The strengths of this study include the sample size and that the sample is likely to be reasonably representative of the population of interest. The CPRD employs routine quality assurance checks,34 35 and CPRD data have been shown to offer clinical predictive value and similar incidence to other sources of UK health data.34 35 They have previously been successfully used for validation of amputation risk predictive modelling among those with type 2 diabetes,24 and the dataset has a linkage to non-primary care data including hospital admissions on a prospective basis. The dataset enabled adjustment for many potential confounders. QOF incentivizes use of standard recording methods, and HES data are widely used and considered to be of high quality. HES data are subject to regular national audits, and a systematic review has evaluated its accuracy as high for both diagnoses and procedures.36
There are, nonetheless, important limitations to our study. An element of miscoding and misclassification will have occurred as a result of inconsistency in general practitioner coding practices. That we defined our exposure using 2010–2011 data, and did not assess variation over time, will also have led to some heterogeneity in clinical status as related to exposure classification and potential dilution of effect. For the major-only secondary outcome, some individuals had prior minor amputations during the study period. Our study population excludes those with amputation history at baseline, who may experience different incidence rates. Additionally, the events and rates reported correspond to first amputations (whether overall (primary analysis) or major-only (secondary analysis)), where censoring occurs at the time of first amputation, rather than overall amputation rates during the study period for this cohort. It is also possible that the exposures could, to an extent, reflect level of engagement with care more generally, as much as their specific physical correlates. Our interpretation of the analyses of NDA care processes is limited by their examination as a ‘count’ measure, rather than individual processes. It would be anticipated that some processes, such as foot examination, would be particularly relevant to amputation prevention.37–39 Finally, mortality-driven censoring could be more prevalent among those with higher amputation risks,40 with different distributions between exposed and unexposed groups. Thus, the Cox proportional hazards assumption of non-informative censoring may not apply to all individuals.

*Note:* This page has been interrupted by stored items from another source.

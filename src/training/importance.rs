//! Permutation feature importance.
//!
//! Each column is shuffled in turn and the rise in mean squared error over the
//! untouched baseline becomes that feature's raw score. Scores are clipped at
//! zero and scaled to sum to one.

use ndarray::{Array1, Array2, Axis};
use ndarray_rand::rand::rngs::SmallRng;
use ndarray_rand::rand::seq::SliceRandom;
use ndarray_rand::rand::SeedableRng;

use crate::model::network::mean_squared_error;

pub fn permutation_importance<F>(x: &Array2<f64>, y: &Array1<f64>, seed: u64, predict: F) -> Vec<f64>
where
    F: Fn(&Array2<f64>) -> Array1<f64>,
{
    let n_features = x.ncols();
    if x.nrows() < 2 || n_features == 0 {
        return vec![uniform(n_features); n_features];
    }

    let baseline = mean_squared_error(y, &predict(x));
    let mut rng = SmallRng::seed_from_u64(seed);
    let mut scores = Vec::with_capacity(n_features);

    for column in 0..n_features {
        let mut shuffled = x.clone();
        let mut values = x.column(column).to_vec();
        values.shuffle(&mut rng);
        shuffled
            .index_axis_mut(Axis(1), column)
            .assign(&Array1::from(values));

        let loss = mean_squared_error(y, &predict(&shuffled));
        scores.push((loss - baseline).max(0.0));
    }

    let total: f64 = scores.iter().sum();
    if total <= f64::EPSILON || !total.is_finite() {
        return vec![uniform(n_features); n_features];
    }
    scores.iter().map(|s| s / total).collect()
}

fn uniform(n: usize) -> f64 {
    if n == 0 {
        0.0
    } else {
        1.0 / n as f64
    }
}

#[cfg(test)]
mod tests {
    use super::*;
    use ndarray::array;

    #[test]
    fn only_informative_column_gets_weight() {
        let x = Array2::from_shape_fn((20, 2), |(i, j)| if j == 0 { i as f64 } else { 7.0 });
        let y = x.column(0).to_owned();
        let scores = permutation_importance(&x, &y, 11, |m| m.column(0).to_owned());

        assert_eq!(scores.len(), 2);
        assert!((scores.iter().sum::<f64>() - 1.0).abs() < 1e-9);
        assert_eq!(scores[1], 0.0);
        assert_eq!(scores[0], 1.0);
    }

    #[test]
    fn constant_model_gets_uniform_scores() {
        let x = array![[1.0, 2.0, 3.0], [4.0, 5.0, 6.0]];
        let y = array![1.0, 2.0];
        let scores = permutation_importance(&x, &y, 0, |m| Array1::zeros(m.nrows()));
        assert_eq!(scores, vec![1.0 / 3.0; 3]);
    }
}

Both comprehensive diabetes care, and HbA1c and cholesterol control to the levels investigated, are associated with considerably lower risks of lower limb amputation. This information may help inform individual diabetes management and medical decision-making, as well as diabetes-related resource allocation. It supports widening access to comprehensive diabetes care. Inclusive discussions around reducing care disutility may help promote both equity in access and care uptake.